Structural and functional characterization of H2 haplotype MAPT promoter: unique neurospecific domains and a hypoxia-inducible element would enhance rationally targeted tauopathy research for Alzheimer's disease.

Alzheimer's disease (AD) is the leading cause of dementia in the elderly. Extraneuronal plaque comprising mostly the amyloid β peptide and intraneuronal tangles of hyperphosphorylated microtubule-associated τ protein (τ, gene MAPT) are typical of AD. Misfolded τ is also implicated in Parkinson's disease and frontotemporal dementia. We aim to understand the regulation of the human MAPT promoter by mapping its functional domains.
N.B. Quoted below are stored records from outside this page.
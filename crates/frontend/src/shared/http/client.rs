use contracts::shared::{DataEnvelope, Language};
use serde::de::DeserializeOwned;
use serde::Serialize;
use std::rc::Rc;

use super::error::RequestError;
use super::transport::{ApiRequest, ApiResponse, HttpTransport, Method, MultipartField, RequestBody};
use crate::shared::loading::LoadingHandle;

/// Language-aware JSON client over an injected transport.
///
/// Every call takes the language explicitly and sends it as
/// `Accept-Language`; the client keeps no language of its own, so switching
/// language never affects a request that is already in flight.
#[derive(Clone)]
pub struct ApiClient {
    transport: Rc<dyn HttpTransport>,
    base_url: String,
    loading: LoadingHandle,
    timezone: Option<String>,
}

impl ApiClient {
    pub fn new(transport: Rc<dyn HttpTransport>, base_url: impl Into<String>, loading: LoadingHandle) -> Self {
        Self {
            transport,
            base_url: base_url.into().trim_end_matches('/').to_string(),
            loading,
            timezone: None,
        }
    }

    /// Adds `X-Timezone` to every request
    pub fn with_timezone(mut self, timezone: Option<String>) -> Self {
        self.timezone = timezone.filter(|tz| !tz.is_empty());
        self
    }

    pub fn url(&self, path: &str) -> String {
        format!("{}{}", self.base_url, path)
    }

    pub fn loading(&self) -> &LoadingHandle {
        &self.loading
    }

    pub fn headers(&self, lang: Language, body: &RequestBody) -> Vec<(String, String)> {
        let mut headers = vec![
            ("Accept".to_string(), "application/json".to_string()),
            ("Accept-Language".to_string(), lang.code().to_string()),
        ];
        if matches!(body, RequestBody::Json(_)) {
            headers.push(("Content-Type".to_string(), "application/json".to_string()));
        }
        if let Some(tz) = &self.timezone {
            headers.push(("X-Timezone".to_string(), tz.clone()));
        }
        headers
    }

    /// Sends one request; non-2xx answers become `RequestError`.
    /// The loading flag is raised for the whole call, errors included.
    pub async fn execute(
        &self,
        method: Method,
        path: &str,
        lang: Language,
        body: RequestBody,
    ) -> Result<ApiResponse, RequestError> {
        let _loading = self.loading.begin();
        let request = ApiRequest {
            method,
            url: self.url(path),
            headers: self.headers(lang, &body),
            body,
        };

        match self.transport.send(request).await {
            Ok(response) if response.is_success() => Ok(response),
            Ok(response) => {
                let error = RequestError::from_response(response.status, &response.body);
                if !error.is_not_found() {
                    log::error!("{} {} failed: {}", method.as_str(), path, error);
                }
                Err(error)
            }
            Err(error) => {
                log::error!("{} {} failed: {}", method.as_str(), path, error);
                Err(error)
            }
        }
    }

    /// GET and unwrap `{data: ...}`
    pub async fn get_data<T: DeserializeOwned>(&self, path: &str, lang: Language) -> Result<T, RequestError> {
        let response = self.execute(Method::Get, path, lang, RequestBody::Empty).await?;
        decode_data(&response.body)
    }

    /// GET without envelope unwrapping (paginated responses)
    pub async fn get_json<T: DeserializeOwned>(&self, path: &str, lang: Language) -> Result<T, RequestError> {
        let response = self.execute(Method::Get, path, lang, RequestBody::Empty).await?;
        serde_json::from_str(&response.body).map_err(|e| RequestError::Decode(e.to_string()))
    }

    pub async fn post_data<B: Serialize + ?Sized, T: DeserializeOwned>(
        &self,
        path: &str,
        body: &B,
        lang: Language,
    ) -> Result<T, RequestError> {
        let response = self.execute(Method::Post, path, lang, encode_json(body)?).await?;
        decode_data(&response.body)
    }

    pub async fn put_data<B: Serialize + ?Sized, T: DeserializeOwned>(
        &self,
        path: &str,
        body: &B,
        lang: Language,
    ) -> Result<T, RequestError> {
        let response = self.execute(Method::Put, path, lang, encode_json(body)?).await?;
        decode_data(&response.body)
    }

    /// PUT without a body; the response body is ignored
    pub async fn put_empty(&self, path: &str, lang: Language) -> Result<(), RequestError> {
        self.execute(Method::Put, path, lang, RequestBody::Empty).await?;
        Ok(())
    }

    pub async fn post_multipart<T: DeserializeOwned>(
        &self,
        path: &str,
        fields: Vec<MultipartField>,
        lang: Language,
    ) -> Result<T, RequestError> {
        let response = self
            .execute(Method::Post, path, lang, RequestBody::Multipart(fields))
            .await?;
        decode_data(&response.body)
    }

    pub async fn delete(&self, path: &str, lang: Language) -> Result<(), RequestError> {
        self.execute(Method::Delete, path, lang, RequestBody::Empty).await?;
        Ok(())
    }
}

fn encode_json<B: Serialize + ?Sized>(body: &B) -> Result<RequestBody, RequestError> {
    serde_json::to_string(body)
        .map(RequestBody::Json)
        .map_err(|e| RequestError::Encode(e.to_string()))
}

/// Unwraps the `{data: ...}` envelope
pub fn decode_data<T: DeserializeOwned>(body: &str) -> Result<T, RequestError> {
    serde_json::from_str::<DataEnvelope<T>>(body)
        .map(DataEnvelope::into_inner)
        .map_err(|e| RequestError::Decode(e.to_string()))
}

#[cfg(test)]
mod tests {
    use super::*;
    use crate::shared::http::testing::MockTransport;
    use futures::executor::block_on;
    use serde::Deserialize;
    use serde_json::json;
    use std::cell::RefCell;

    #[derive(Debug, PartialEq, Deserialize)]
    struct Row {
        id: i64,
        name: String,
    }

    fn client(mock: &Rc<MockTransport>) -> ApiClient {
        ApiClient::new(mock.clone(), "https://api.example.test/", LoadingHandle::detached())
    }

    #[test]
    fn test_list_unwraps_envelope() {
        let mock = Rc::new(MockTransport::new().respond(200, json!({"data": [{"id": 1, "name": "X"}]})));
        let rows: Vec<Row> = block_on(client(&mock).get_data("/api/rows", Language::En)).unwrap();
        assert_eq!(rows, vec![Row { id: 1, name: "X".into() }]);
    }

    #[test]
    fn test_headers_follow_explicit_language() {
        let mock = Rc::new(
            MockTransport::new()
                .respond(200, json!({"data": []}))
                .respond(200, json!({"data": []})),
        );
        let api = client(&mock).with_timezone(Some("Asia/Riyadh".into()));

        let _: Vec<Row> = block_on(api.get_data("/api/rows", Language::Ar)).unwrap();
        let _: Vec<Row> = block_on(api.get_data("/api/rows", Language::En)).unwrap();

        let first = mock.request(0);
        assert_eq!(first.url, "https://api.example.test/api/rows");
        assert_eq!(first.method, Method::Get);
        assert_eq!(first.header("accept-language"), Some("ar"));
        assert_eq!(first.header("Accept"), Some("application/json"));
        assert_eq!(first.header("X-Timezone"), Some("Asia/Riyadh"));
        assert_eq!(first.header("Content-Type"), None);
        assert_eq!(mock.request(1).header("Accept-Language"), Some("en"));
    }

    #[test]
    fn test_json_body_sets_content_type() {
        let mock = Rc::new(MockTransport::new().respond(201, json!({"data": {"id": 5, "name": "Y"}})));
        let row: Row = block_on(client(&mock).post_data("/api/rows", &json!({"name": "Y"}), Language::En)).unwrap();
        assert_eq!(row.id, 5);

        let request = mock.request(0);
        assert_eq!(request.header("Content-Type"), Some("application/json"));
        match request.body {
            RequestBody::Json(body) => assert_eq!(body, r#"{"name":"Y"}"#),
            other => panic!("unexpected body {other:?}"),
        }
    }

    #[test]
    fn test_validation_error_is_propagated() {
        let mock = Rc::new(MockTransport::new().respond(422, json!({"errors": {"name": ["Name is required"]}})));
        let result: Result<Row, _> = block_on(client(&mock).post_data("/api/rows", &json!({}), Language::En));
        match result {
            Err(RequestError::Validation { status, messages }) => {
                assert_eq!(status, 422);
                assert_eq!(messages.len(), 1);
                assert_eq!(messages[0].detail, "Name is required");
            }
            other => panic!("unexpected result {other:?}"),
        }
    }

    #[test]
    fn test_transport_error_passes_through() {
        let mock = Rc::new(MockTransport::new().fail(RequestError::Transport("offline".into())));
        let result: Result<Vec<Row>, _> = block_on(client(&mock).get_data("/api/rows", Language::En));
        assert_eq!(result, Err(RequestError::Transport("offline".into())));
    }

    #[test]
    fn test_bad_envelope_is_decode_error() {
        let mock = Rc::new(MockTransport::new().respond(200, json!([{"id": 1, "name": "X"}])));
        let result: Result<Vec<Row>, _> = block_on(client(&mock).get_data("/api/rows", Language::En));
        assert!(matches!(result, Err(RequestError::Decode(_))));
    }

    #[test]
    fn test_loading_toggles_around_each_call() {
        let events = Rc::new(RefCell::new(Vec::new()));
        let recorder = events.clone();
        let loading = LoadingHandle::new(move |on| recorder.borrow_mut().push(on));

        let mock = Rc::new(
            MockTransport::new()
                .respond_empty(204)
                .respond(500, json!({"message": "boom"})),
        );
        let api = ApiClient::new(mock.clone(), "", loading.clone());

        block_on(api.delete("/api/rows/1", Language::En)).unwrap();
        assert!(block_on(api.delete("/api/rows/2", Language::En)).is_err());

        assert_eq!(*events.borrow(), vec![true, false, true, false]);
        assert!(!loading.is_loading());
    }
}
use leptos::prelude::*;

use crate::shared::reference::ReferenceListPage;
use crate::shared::services::select;

#[component]
pub fn TagList() -> impl IntoView {
    let service = select(|s| s.tags.clone());

    view! { <ReferenceListPage service=service /> }
}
We subcloned a 4868 base pair (bp) fragment from human BAC RPCI-11 100C5. Sequence analysis revealed an H2 haplotype MAPT promoter, 5'-UTR, and intronal fragment. Database analysis of the fragment showed 50%-75% homology with mouse and >90% with rhesus monkey. Comparison with human H1 sequences revealed differences that crossed predicted transcription factor sites. DNA-protein interaction studies by electrophoretic mobility shift assay suggested hypoxia response and an active specificity protein 1 (SP1) site in the 5'-untranslated region. Transfection of a series of MAPT promoter deletions revealed unique functional domains. The distal-most had different activities in neuronal vs. non-neuronal cells. We have cloned, sequenced, and functionally characterized a 4868bp fragment of the human MAPT 5'-flanking region, including the core promoter region (-302/+4), neurospecific domains (-4364/-1992 and +293/+504, relative to +1 TSS), and a hypoxia-inducible element (+60/+84). Our work extended functional analysis of the MAPT sequence further upstream, and explores cell-type specificity of MAPT promoter activity. Finally, we provided direct comparison of likely transcription factor binding sites, which are useful to understand differences between H1/H2 pathogenic associations.